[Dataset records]

════

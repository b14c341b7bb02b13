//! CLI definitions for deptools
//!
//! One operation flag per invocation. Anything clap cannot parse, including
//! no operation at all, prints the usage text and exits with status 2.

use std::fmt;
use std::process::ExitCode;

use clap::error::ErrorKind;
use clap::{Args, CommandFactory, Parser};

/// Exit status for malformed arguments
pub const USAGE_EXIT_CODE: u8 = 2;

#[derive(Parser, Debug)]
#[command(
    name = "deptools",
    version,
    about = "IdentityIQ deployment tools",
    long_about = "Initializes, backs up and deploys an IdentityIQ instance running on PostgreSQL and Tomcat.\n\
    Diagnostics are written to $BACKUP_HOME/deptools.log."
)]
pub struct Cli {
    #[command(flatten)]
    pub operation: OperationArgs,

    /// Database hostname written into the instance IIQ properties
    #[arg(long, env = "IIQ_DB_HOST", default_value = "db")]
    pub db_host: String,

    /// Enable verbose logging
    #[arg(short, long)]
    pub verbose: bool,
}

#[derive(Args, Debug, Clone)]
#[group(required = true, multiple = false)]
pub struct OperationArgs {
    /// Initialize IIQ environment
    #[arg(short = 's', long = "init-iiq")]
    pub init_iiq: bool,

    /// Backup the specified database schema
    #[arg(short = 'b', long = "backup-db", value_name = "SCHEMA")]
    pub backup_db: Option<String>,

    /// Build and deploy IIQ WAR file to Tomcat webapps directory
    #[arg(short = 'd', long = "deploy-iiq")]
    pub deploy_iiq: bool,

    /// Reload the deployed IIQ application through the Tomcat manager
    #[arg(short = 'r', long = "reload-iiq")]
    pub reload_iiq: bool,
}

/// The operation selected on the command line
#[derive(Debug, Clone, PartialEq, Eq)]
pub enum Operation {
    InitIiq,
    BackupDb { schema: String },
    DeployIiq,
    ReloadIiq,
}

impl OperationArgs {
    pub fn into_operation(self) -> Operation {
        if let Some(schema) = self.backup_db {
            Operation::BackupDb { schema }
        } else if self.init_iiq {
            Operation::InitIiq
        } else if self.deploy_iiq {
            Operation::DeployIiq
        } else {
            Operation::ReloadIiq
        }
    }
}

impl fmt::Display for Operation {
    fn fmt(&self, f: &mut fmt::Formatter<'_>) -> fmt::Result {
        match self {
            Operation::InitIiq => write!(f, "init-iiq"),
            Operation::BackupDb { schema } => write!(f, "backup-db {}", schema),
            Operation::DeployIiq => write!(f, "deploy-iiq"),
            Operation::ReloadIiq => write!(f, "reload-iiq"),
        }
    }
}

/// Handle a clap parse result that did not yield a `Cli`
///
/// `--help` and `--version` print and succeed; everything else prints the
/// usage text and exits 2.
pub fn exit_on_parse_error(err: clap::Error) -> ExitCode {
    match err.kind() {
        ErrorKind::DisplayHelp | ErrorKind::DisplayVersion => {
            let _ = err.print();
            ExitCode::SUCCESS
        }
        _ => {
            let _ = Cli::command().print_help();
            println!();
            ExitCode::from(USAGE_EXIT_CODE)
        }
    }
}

════

● Work request: Return only the number of lines in the preceding records that contain the string "Clone".

● Completed exercise: 2